The ROC curve was used to analyze the efficacy of CBC indices in detecting the severity of MMVD by classifying the mild-to-moderate group (MMVD B1 and B2) and the advanced group (MMVD C and D). The cut-off point of 3.97 for NLR predicted advanced MMVD with a sensitivity of 88.18% and specificity of 81.30% (AUC, 0.890, 95% CI: 0.848–0.931, p < 0.0001). For MLR, the cut-off point of 0.38 for MLR predicted advanced MMVD with a sensitivity of 74.55% and specificity of 79.14% (AUC,0.825, 95% CI: 0.773–0.878, p < 0.0001). Moreover, the cut-off point of 243.59 for PLR predicted advanced MMVD with a sensitivity of 55.45% and specificity of 64.75% (AUC, 0.602, 95% CI: 0.531–0.673, p = 0.006) (Figure 6).

3.8. Survival Analysis According to the Increase in the NLR, MLR, and PLR

The survival time of MMVD cases was significantly associated with an increase in the NLR, MLR, and PLR (Figure 7). Each CBC index was classified into tertiles for survival analysis. The mean follow-up time for the MMVD group was 179 weeks (95% CI: 145.50–212.82). Thirty-one dogs died or were euthanized due to heart failure. The median survival time (MST) in dogs with high NLR (NLR>4.88) was 56 weeks (95% CI: 38.15–72.85), showing a significantly shorter survival time than that in dogs with both moderate NLR (3.45 < NLR < 4.88) and low NLR (NLR < 3.45) (p = 0.0006; p < 0.0001, respectively). The MST in dogs with high MLR (MLR > 0.45) was 67 weeks (95% CI: 42.46–91.54), which was significantly shorter than that in dogs with moderate MLR (0.26 < MLR < 0.45) and low MLR (MLR < 0.26) (p < 0.0001 and p = 0.0178, respectively). Furthermore, the MST in dogs with high PLR (PLR > 280.11) was 80 weeks (95% CI: 36.40–123.60), showing a significantly shorter survival time than that in dogs with moderate PLR (195.36 < PLR < 280.11) and low PLR (PLR < 195.36) (p = 0.0089; p = 0.0231, respectively).

4. Discussion

In total, 324 dogs were enrolled in this retrospective study. This study demonstrated that CBC indices were significantly higher in dogs with MMVD than in healthy dogs, especially in the advanced-stage group. The CBC indices, especially NLR and MLR, were proven to be correlated with the conventional biomarker, NT-proBNP, together with VHS, LA/Ao ratio, and FS, and showed efficacy in predicting MMVD and detecting its severity.

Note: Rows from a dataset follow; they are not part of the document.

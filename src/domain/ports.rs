use crate::domain::model::ExchangeReport;

/// Sink receiving one report per HTTP exchange.
pub trait Reporter: Send + Sync {
    fn report(&self, exchange: &ExchangeReport);
}
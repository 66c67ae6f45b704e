pub mod adapters;
pub mod config;
pub mod core;
pub mod domain;
pub mod utils;

#[cfg(feature = "cli")]
pub use config::CliConfig;
pub use config::HarnessConfig;

pub use adapters::MemoryReporter;
pub use crate::core::client::ApiClient;
pub use domain::builder::DataBuilder;
pub use domain::model::{ApiMessage, Attachment, ExchangeReport, Pet, PetStatus, ResponseSnapshot, User};
pub use domain::ports::Reporter;
pub use utils::error::{HarnessError, Result};
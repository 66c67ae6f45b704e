use tracing_subscriber::{layer::SubscriberExt, util::SubscriberInitExt, EnvFilter};

fn default_filter(verbose: bool) -> EnvFilter {
    let fallback = if verbose {
        "petstore_harness=debug,info"
    } else {
        "petstore_harness=info"
    };
    EnvFilter::try_from_default_env().unwrap_or_else(|_| EnvFilter::new(fallback))
}

pub fn init_cli_logger(verbose: bool) {
    tracing_subscriber::registry()
        .with(default_filter(verbose))
        .with(
            tracing_subscriber::fmt::layer()
                .with_target(false)
                .with_thread_ids(false)
                .with_file(false)
                .with_line_number(false)
                .compact(),
        )
        .init();
}

pub fn init_json_logger() {
    tracing_subscriber::registry()
        .with(default_filter(false))
        .with(
            tracing_subscriber::fmt::layer()
                .with_target(false)
                .with_thread_ids(false)
                .with_file(false)
                .with_line_number(false)
                .json(), // one object per line for CI log collectors
        )
        .init();
}

/// Route logs through the libtest capture. Safe to call from every test.
pub fn init_test_logger() {
    let _ = tracing_subscriber::registry()
        .with(default_filter(true))
        .with(tracing_subscriber::fmt::layer().with_test_writer())
        .try_init();
}
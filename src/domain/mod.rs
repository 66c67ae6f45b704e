// Domain layer: value objects, the test-data builder and the reporting port.

pub mod builder;
pub mod model;
pub mod ports;
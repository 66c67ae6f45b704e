// Adapters layer: concrete implementations of the domain ports.

pub mod report;

pub use report::MemoryReporter;
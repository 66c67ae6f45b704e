use crate::config::harness::HarnessConfig;
use crate::utils::error::Result;
use clap::Parser;
use std::path::PathBuf;

#[derive(Debug, Clone, Parser)]
#[command(name = "petstore-smoke")]
#[command(about = "Run the pet and user lifecycle scenarios against a Petstore API")]
pub struct CliConfig {
    #[arg(long, help = "TOML file with harness settings")]
    pub config: Option<PathBuf>,

    #[arg(long, help = "Base URL of the API [env: API_BASE_URL] [default: https://petstore.swagger.io/v2]")]
    pub base_url: Option<String>,

    #[arg(long, help = "Bearer token sent with every request [env: API_TOKEN]")]
    pub token: Option<String>,

    #[arg(long, help = "Request timeout in seconds [env: API_TIMEOUT_SECONDS]")]
    pub timeout_seconds: Option<u64>,

    #[arg(long, help = "Only run the pet lifecycle")]
    pub pets_only: bool,

    #[arg(long, help = "Emit JSON log lines")]
    pub json_logs: bool,

    #[arg(long, help = "Enable verbose output")]
    pub verbose: bool,
}

impl CliConfig {
    /// Resolve the effective configuration: defaults, then the config file,
    /// then environment variables, then command-line flags.
    pub fn resolve(&self) -> Result<HarnessConfig> {
        self.resolve_with_env(|key| std::env::var(key).ok())
    }

    pub fn resolve_with_env<F>(&self, lookup: F) -> Result<HarnessConfig>
    where
        F: Fn(&str) -> Option<String>,
    {
        let base = match &self.config {
            Some(path) => HarnessConfig::from_file(path)?,
            None => HarnessConfig::default(),
        };

        let mut config = base.with_env_overrides(lookup)?;

        if let Some(base_url) = &self.base_url {
            config.base_url = base_url.clone();
        }
        if let Some(token) = &self.token {
            config.token = Some(token.clone());
        }
        if let Some(timeout) = self.timeout_seconds {
            config.timeout_seconds = timeout;
        }

        tracing::debug!(
            base_url = %config.base_url,
            timeout_seconds = config.timeout_seconds,
            token_set = config.token.is_some(),
            "Resolved harness configuration"
        );

        Ok(config)
    }
}

#[cfg(test)]
mod tests {
    use super::*;
    use std::io::Write;

    #[test]
    fn flags_override_env_and_file() {
        let mut file = tempfile::NamedTempFile::new().unwrap();
        writeln!(file, "base_url = \"http://file.example/v2\"\ntimeout_seconds = 12").unwrap();

        let cli = CliConfig::parse_from([
            "petstore-smoke",
            "--config",
            file.path().to_str().unwrap(),
            "--token",
            "from-flag",
        ]);

        let config = cli
            .resolve_with_env(|key| match key {
                "API_BASE_URL" => Some("http://env.example/v2".to_string()),
                "API_TOKEN" => Some("from-env".to_string()),
                _ => None,
            })
            .unwrap();

        assert_eq!(config.base_url, "http://env.example/v2");
        assert_eq!(config.token.as_deref(), Some("from-flag"));
        assert_eq!(config.timeout_seconds, 12);
    }

    #[test]
    fn no_sources_yields_defaults() {
        let cli = CliConfig::parse_from(["petstore-smoke"]);
        let config = cli.resolve_with_env(|_| None).unwrap();
        assert_eq!(config, HarnessConfig::default());
    }
}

Moreover, Kaplan–Meier curve analysis confirmed that high levels of NLR, MLR, and PLR had a negative effect on survival time.
It has been recently discovered that heart failure syndrome encompasses changes in the inflammatory and immune systems, in addition to hemodynamic and neurohormonal changes [26,27]. Inflammation not only contributes to myocardial dysfunction but also to adverse outcomes such as endothelial dysfunction and cardiac cachexia [5]. The pro-inflammatory roles of neutrophils, monocytes, lymphocytes, and platelets in cardiovascular diseases are well known [28]. Neutrophils secrete inflammatory mediators that can degenerate vascular walls [9]. Although they may not directly contribute to systolic dysfunction, they may indicate other inflammatory mediators that are directly involved in the pathogenesis of cardiac dysfunction. The interaction between inflammatory cells and neutrophils within the myocardium occurs via the release of lysosomal enzymes and arachidonic acid metabolites, causing myocardial dysfunction [29]. Additionally, activated neutrophils may induce monocyte recruitment to inflammation sites by releasing various cytokines [8]. Monocytes have been found to predict mortality in cardiovascular diseases and are involved in adverse remodeling, which may lead to heart failure [14,30,31]. Monocytosis is associated with angiogenesis secondary to myocardial damage and increased left-sided filling pressure in patients with CHF [21]. An increase in monocyte-derived endothelial progenitor cells in patients with CHF supports this finding [21]. Furthermore, lymphocytes are important immune cells in cardiovascular disease [31]. The main cause of the decrease in lymphocyte counts is unclear, but it is probably related to increased corticosteroid levels or other neurohormonal alterations due to heart failure [27]. In humans, relative lymphopenia is independently related to survival time and is considered a prognostic indicator in patients with heart failure [32]. Markedly lower total lymphocyte counts and percentages of lymphocyte subpopulations have also been observed more frequently in dogs with severe CHF than in the controls [5]. Platelets release pro-inflammatory mediators, and activated platelets play an important role in cardiovascular diseases by stimulating thrombus formation resulting from the rupture of endothelial cells [7,33]. Shear stress from mitral regurgitation has been proposed to alter platelet function and lifespan, contributing to MMVD progression in dogs [34].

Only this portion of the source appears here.